RECORD EXTRACTS

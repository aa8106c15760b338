//! Structured logging setup. The crate itself never calls this
//! implicitly — it's here for tests and downstream binaries that embed
//! the scheduler and want consistent output.
//!
//! # Environment variables
//!
//! - `LOG_FORMAT`: `json` for structured output, anything else for
//!   human-readable text (default: text).
//! - `RUST_LOG`: standard `tracing-subscriber` env filter (default: `info`).

use tracing_subscriber::{fmt, layer::SubscriberExt, util::SubscriberInitExt, EnvFilter};

/// Initialize global logging for the given service name.
pub fn init_logging(_service_name: &str) {
    let log_format = std::env::var("LOG_FORMAT").unwrap_or_default();
    let env_filter = EnvFilter::try_from_default_env().unwrap_or_else(|_| EnvFilter::new("info"));

    if log_format.eq_ignore_ascii_case("json") {
        tracing_subscriber::registry()
            .with(env_filter)
            .with(
                fmt::layer()
                    .json()
                    .with_current_span(true)
                    .with_span_list(true)
                    .with_target(true)
                    .flatten_event(true),
            )
            .init();
    } else {
        tracing_subscriber::registry()
            .with(env_filter)
            .with(fmt::layer().with_target(true).with_ansi(true))
            .init();
    }
}

/// Initialize logging with the crate's own name as the service name.
pub fn init_default_logging() {
    init_logging("taskpool");
}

WHAT THE EXERCISE ASKS
Copy out the entire material verbatim.

ANSWER BOX
repository aa8106c15760b338
//! Structured logging setup. The crate itself never calls this
//! implicitly — it's here for tests and downstream binaries that embed
//! the scheduler and want consistent output.
//!
//! # Environment variables
//!
//! - `LOG_FORMAT`: `json` for structured output, anything else for
//!   human-readable text (default: text).
//! - `RUST_LOG`: standard `tracing-subscriber` env filter (default: `info`).

use tracing_subscriber::{fmt, layer::SubscriberExt, util::SubscriberInitExt, EnvFilter};

/// Initialize global logging for the given service name.
pub fn init_logging(_service_name: &str) {
    let log_format = std::env::var("LOG_FORMAT").unwrap_or_default();
    let env_filter = EnvFilter::try_from_default_env().unwrap_or_else(|_| EnvFilter::new("info"));

    if log_format.eq_ignore_ascii_case("json") {
        tracing_subscriber::registry()
            .with(env_filter)
            .with(
                fmt::layer()
                    .json()
                    .with_current_span(true)
                    .with_span_list(true)
                    .with_target(true)
                    .flatten_event(true),
            )
            .init();
    } else {
        tracing_subscriber::registry()
            .with(env_filter)
            .with(fmt::layer().with_target(true).with_ansi(true))
            .init();
    }
}

/// Initialize logging with the crate's own name as the service name.
pub fn init_default_logging() {
    init_logging("taskpool");
}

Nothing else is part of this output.